[DATA FOR PROCESSING]

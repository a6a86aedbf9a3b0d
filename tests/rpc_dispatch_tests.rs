//! Dispatcher and reply tests using a recording sink in place of the webview

use homo_webview::errors::{HomoError, Result};
use homo_webview::rpc::{
    Dispatcher, Envelope, GREETING, MESSAGE_PREFIX, MessageHandler, ReplySink, send_reply,
};
use std::sync::{Arc, Mutex};

/// Records every script instead of evaluating it
#[derive(Default)]
struct RecordingSink {
    scripts: Mutex<Vec<String>>,
}

impl RecordingSink {
    fn scripts(&self) -> Vec<String> {
        self.scripts.lock().unwrap().clone()
    }
}

impl ReplySink for RecordingSink {
    fn eval(&self, script: &str) -> Result<()> {
        self.scripts.lock().unwrap().push(script.to_string());
        Ok(())
    }
}

/// Sink whose page has gone away
struct ClosedSink;

impl ReplySink for ClosedSink {
    fn eval(&self, _script: &str) -> Result<()> {
        Err(HomoError::Script("event loop closed".to_string()))
    }
}

/// Pull the envelope back out of `chatWindow.talk(<json>, "message")`
fn envelope_of(script: &str) -> Envelope {
    let json = script
        .strip_prefix("chatWindow.talk(")
        .and_then(|rest| rest.strip_suffix(", \"message\")"))
        .expect("unexpected reply script shape");
    serde_json::from_str(json).unwrap()
}

#[test]
fn test_message_gets_canned_reply() {
    let sink = Arc::new(RecordingSink::default());
    let dispatcher = Dispatcher::with_default_routes(sink.clone());

    dispatcher.on_message("message:hello");

    let scripts = sink.scripts();
    assert_eq!(scripts.len(), 1);
    assert_eq!(envelope_of(&scripts[0]).message.says, vec![GREETING.to_string()]);
}

#[test]
fn test_reply_ignores_user_text() {
    let sink = Arc::new(RecordingSink::default());
    let dispatcher = Dispatcher::with_default_routes(sink.clone());

    for text in ["", "hello", "你好吗", "message:nested", "a\nb"] {
        dispatcher.on_message(&format!("{}{}", MESSAGE_PREFIX, text));
    }

    let scripts = sink.scripts();
    assert_eq!(scripts.len(), 5);
    assert!(scripts.iter().all(|s| s == &scripts[0]));
}

#[test]
fn test_unrecognized_payloads_do_nothing() {
    let sink = Arc::new(RecordingSink::default());
    let dispatcher = Dispatcher::with_default_routes(sink.clone());

    for raw in ["ping", "", "message", " message:hi", "MESSAGE:hi", "msg:hi"] {
        assert!(!dispatcher.dispatch(raw), "{:?} should not match", raw);
    }
    assert!(sink.scripts().is_empty());
}

#[test]
fn test_closed_sink_is_swallowed() {
    let dispatcher = Dispatcher::with_default_routes(ClosedSink);
    assert!(dispatcher.dispatch("message:hello"));
}

#[test]
fn test_send_reply_script_shape() {
    let sink = RecordingSink::default();
    send_reply(&sink, &["one", "two"]);

    assert_eq!(
        sink.scripts(),
        vec![r#"chatWindow.talk({"message":{"says":["one","two"]}}, "message")"#.to_string()]
    );
}

#[test]
fn test_additional_routes_extend_dispatch() {
    let sink = Arc::new(RecordingSink::default());
    let dispatcher = Dispatcher::with_default_routes(sink.clone())
        .route("echo:", |text, sink| send_reply(sink, &[text]));

    assert!(dispatcher.dispatch("echo:round trip"));
    assert!(dispatcher.dispatch("message:hi"));

    let scripts = sink.scripts();
    assert_eq!(envelope_of(&scripts[0]).message.says, vec!["round trip"]);
    assert_eq!(envelope_of(&scripts[1]).message.says, vec![GREETING]);
}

[/DATA FOR PROCESSING]

Every line above must be reproduced exactly as it stands.

▶ [EXERCISE RESPONSE]
repository a6a86aedbf9a3b0d
filename tests/rpc_dispatch_tests.rs
//! Dispatcher and reply tests using a recording sink in place of the webview

use homo_webview::errors::{HomoError, Result};
use homo_webview::rpc::{
    Dispatcher, Envelope, GREETING, MESSAGE_PREFIX, MessageHandler, ReplySink, send_reply,
};
use std::sync::{Arc, Mutex};

/// Records every script instead of evaluating it
#[derive(Default)]
struct RecordingSink {
    scripts: Mutex<Vec<String>>,
}

impl RecordingSink {
    fn scripts(&self) -> Vec<String> {
        self.scripts.lock().unwrap().clone()
    }
}

impl ReplySink for RecordingSink {
    fn eval(&self, script: &str) -> Result<()> {
        self.scripts.lock().unwrap().push(script.to_string());
        Ok(())
    }
}

/// Sink whose page has gone away
struct ClosedSink;

impl ReplySink for ClosedSink {
    fn eval(&self, _script: &str) -> Result<()> {
        Err(HomoError::Script("event loop closed".to_string()))
    }
}

/// Pull the envelope back out of `chatWindow.talk(<json>, "message")`
fn envelope_of(script: &str) -> Envelope {
    let json = script
        .strip_prefix("chatWindow.talk(")
        .and_then(|rest| rest.strip_suffix(", \"message\")"))
        .expect("unexpected reply script shape");
    serde_json::from_str(json).unwrap()
}

#[test]
fn test_message_gets_canned_reply() {
    let sink = Arc::new(RecordingSink::default());
    let dispatcher = Dispatcher::with_default_routes(sink.clone());

    dispatcher.on_message("message:hello");

    let scripts = sink.scripts();
    assert_eq!(scripts.len(), 1);
    assert_eq!(envelope_of(&scripts[0]).message.says, vec![GREETING.to_string()]);
}

#[test]
fn test_reply_ignores_user_text() {
    let sink = Arc::new(RecordingSink::default());
    let dispatcher = Dispatcher::with_default_routes(sink.clone());

    for text in ["", "hello", "你好吗", "message:nested", "a\nb"] {
        dispatcher.on_message(&format!("{}{}", MESSAGE_PREFIX, text));
    }

    let scripts = sink.scripts();
    assert_eq!(scripts.len(), 5);
    assert!(scripts.iter().all(|s| s == &scripts[0]));
}

#[test]
fn test_unrecognized_payloads_do_nothing() {
    let sink = Arc::new(RecordingSink::default());
    let dispatcher = Dispatcher::with_default_routes(sink.clone());

    for raw in ["ping", "", "message", " message:hi", "MESSAGE:hi", "msg:hi"] {
        assert!(!dispatcher.dispatch(raw), "{:?} should not match", raw);
    }
    assert!(sink.scripts().is_empty());
}

#[test]
fn test_closed_sink_is_swallowed() {
    let dispatcher = Dispatcher::with_default_routes(ClosedSink);
    assert!(dispatcher.dispatch("message:hello"));
}

#[test]
fn test_send_reply_script_shape() {
    let sink = RecordingSink::default();
    send_reply(&sink, &["one", "two"]);

    assert_eq!(
        sink.scripts(),
        vec![r#"chatWindow.talk({"message":{"says":["one","two"]}}, "message")"#.to_string()]
    );
}

#[test]
fn test_additional_routes_extend_dispatch() {
    let sink = Arc::new(RecordingSink::default());
    let dispatcher = Dispatcher::with_default_routes(sink.clone())
        .route("echo:", |text, sink| send_reply(sink, &[text]));

    assert!(dispatcher.dispatch("echo:round trip"));
    assert!(dispatcher.dispatch("message:hi"));

    let scripts = sink.scripts();
    assert_eq!(envelope_of(&scripts[0]).message.says, vec!["round trip"]);
    assert_eq!(envelope_of(&scripts[1]).message.says, vec![GREETING]);
}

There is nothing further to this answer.